There was an interesting new puzzle mechanic introduced in ML, one I am going to keep in shadow in interest of spoilers. I WILL say it requires a singular, chokepoint object where most of the game is locked out of reach until it is secured. Unfortunately, if the importance and abilities of this object are clued, they are under-clued. Given the narrative setup, I talked myself into leaving it be while I tried to resolve the rest of the problem set. I figured it was going to be fine to get it at the end. It took some extended flailing, then consulting of hints to disabuse myself of that notion. I have in the past advocated for stronger cluing of objects that represent narrative chokepoints, and that applies here for sure.
But, once the hint system informed me of my misapprehension, the gameplay did take an interesting turn, with a new-feeling mechanism to add to the search-find-use staples. This MIGHT have pushed things up a bit, had there not been so many implementation issues. The game was rife with missing nouns, key items missing from room desciptions, plural nouns not responding to singulars, even some text translation misses in the hint system. These glitches were pretty common and frequent.

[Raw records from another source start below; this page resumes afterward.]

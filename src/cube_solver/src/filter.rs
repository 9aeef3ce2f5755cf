use cube_core::Turn;

/// Prunes turns that cannot lead anywhere new given the turns before them.
pub trait MoveFilter: Send + Sync {
    fn is_legal(&self, candidate: Turn, history: &[Turn]) -> bool;
}

/// Rejects turns that undo the previous turn of the same face or make a
/// third consecutive quarter turn of it. Turns of the opposite face
/// commute with the candidate and are looked through.
#[derive(Debug, Clone, Copy, Default)]
pub struct NoRedundantTurns;

impl MoveFilter for NoRedundantTurns {
    fn is_legal(&self, candidate: Turn, history: &[Turn]) -> bool {
        let face = candidate.face();
        let mut seen_same_face = false;
        for previous in history.iter().rev() {
            if previous.face() == face {
                if seen_same_face || previous.sense() != candidate.sense() {
                    return false;
                }
                seen_same_face = true;
            } else if previous.face() != face.opposite() {
                return true;
            }
        }
        true
    }
}

/// Allows everything.
#[derive(Debug, Clone, Copy, Default)]
pub struct AnyTurn;

impl MoveFilter for AnyTurn {
    fn is_legal(&self, _: Turn, _: &[Turn]) -> bool {
        true
    }
}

So let’s talk UI, the place where this game really comes into its own. The game implements a multi-tier parser->link select hybrid system. I chose to play on ‘full parser’ mode, though two other settings let players dial it harder to the hypertext side. That’s kinda cool. It also has a LOT of customizable gameplay hooks, MOST of which are adequately described at the beginning of the game. Those that aren’t become clearer as the game goes on.

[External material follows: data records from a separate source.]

use cube_core::{
    AxisDirection, CoreState, CubeManager, FaceletId, FaceletLedger, PositionCode, Turn,
};

fn random_turns(rng: &mut fastrand::Rng, count: usize) -> Vec<Turn> {
    (0..count).map(|_| Turn::ALL[rng.usize(..Turn::ALL.len())]).collect()
}

#[test_log::test]
fn links_hold_after_random_sequences() {
    let mut rng = fastrand::Rng::with_seed(0x5eed);
    for _ in 0..50 {
        let mut ledger = FaceletLedger::solved();
        for turn in random_turns(&mut rng, 40) {
            ledger.apply_turn(turn);
        }
        assert!(ledger.check_links());
        let cycles = ledger.cycles().unwrap();
        let moved = cycles.iter().map(Vec::len).sum::<usize>();
        assert_eq!(
            moved,
            ledger.iter().filter(|(id, f)| f.source != Some(*id)).count()
        );
    }
}

#[test_log::test]
fn reversed_inverse_sequence_restores_solved() {
    let mut rng = fastrand::Rng::with_seed(42);
    for _ in 0..20 {
        let scramble = random_turns(&mut rng, 25);
        let mut state = CoreState::new();
        for &turn in &scramble {
            state.apply_turn(turn);
        }
        for turn in scramble.iter().rev() {
            state.apply_turn(turn.inverse());
        }
        assert_eq!(state, CoreState::new());
    }
}

#[test_log::test]
fn every_turn_has_order_four() {
    for turn in Turn::ALL {
        let mut state = CoreState::new();
        for i in 0..4 {
            assert_eq!(state.ledger().is_solved(), i == 0);
            state.apply_turn(turn);
        }
        assert_eq!(state, CoreState::new());
    }
}

#[test_log::test]
fn opposite_faces_commute() {
    for face in [AxisDirection::XPos, AxisDirection::YPos, AxisDirection::ZPos] {
        for a in Turn::ALL.into_iter().filter(|t| t.face() == face) {
            for b in Turn::ALL.into_iter().filter(|t| t.face() == face.opposite()) {
                let ab = FaceletLedger::solved().turned(a).turned(b);
                let ba = FaceletLedger::solved().turned(b).turned(a);
                assert_eq!(ab, ba, "{a} {b}");
            }
        }
    }
}

#[test_log::test]
fn stickers_stay_on_their_cubie() {
    let mut rng = fastrand::Rng::with_seed(9);
    let mut state = CoreState::new();
    for turn in random_turns(&mut rng, 30) {
        state.apply_turn(turn);
    }

    // Each sticker shares its slot's cubie with the core now sitting there
    for (id, facelet) in state.ledger().iter() {
        let source = facelet.source.unwrap();
        let core = state
            .cores()
            .find(|(_, core)| core.position == id.cubie())
            .map(|(_, core)| *core)
            .unwrap();
        assert_eq!(core.home, source.cubie(), "{id}");
    }
}

#[test_log::test]
fn manager_matches_direct_application() {
    let manager = CubeManager::default();
    let mut rng = fastrand::Rng::with_seed(3);
    let scramble = manager.randomize(30, Turn::ALL.len(), &mut rng);

    let mut state = CoreState::new();
    for &turn in &scramble {
        state.apply_turn(turn);
    }
    assert_eq!(manager.snapshot(), state);

    let corner = FaceletId::new(AxisDirection::ZPos, PositionCode::from_signs(1, 1, 0)).unwrap();
    assert_eq!(manager.ledger().facelet(corner), state.ledger().facelet(corner));
}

What really tickled me about it though, was how the hybrid clicking was not DISABLED during parser play, it was just deemphasized. This choice acted as a first-level safety net for its own parser limitations. Any time I started to struggle with missing nouns, weird syntax gaps or picky command constructs, I could rely on the available links to provide the ‘right’ command. This UI fortified itself against its own parser bugs! This simple mechanism did SO much to smooth over the rough spots in gameplay that it kept me cooking along where other games might have increasingly infuriated me. It’s not that the UI was revolutionary, you’ve seen most of these hooks before, it was just how well integrated those hooks were and how well they played off each other. It was truly a “greater than sum of parts” situation and created a unique-feeling player experience, explicitly reducing internal frictions.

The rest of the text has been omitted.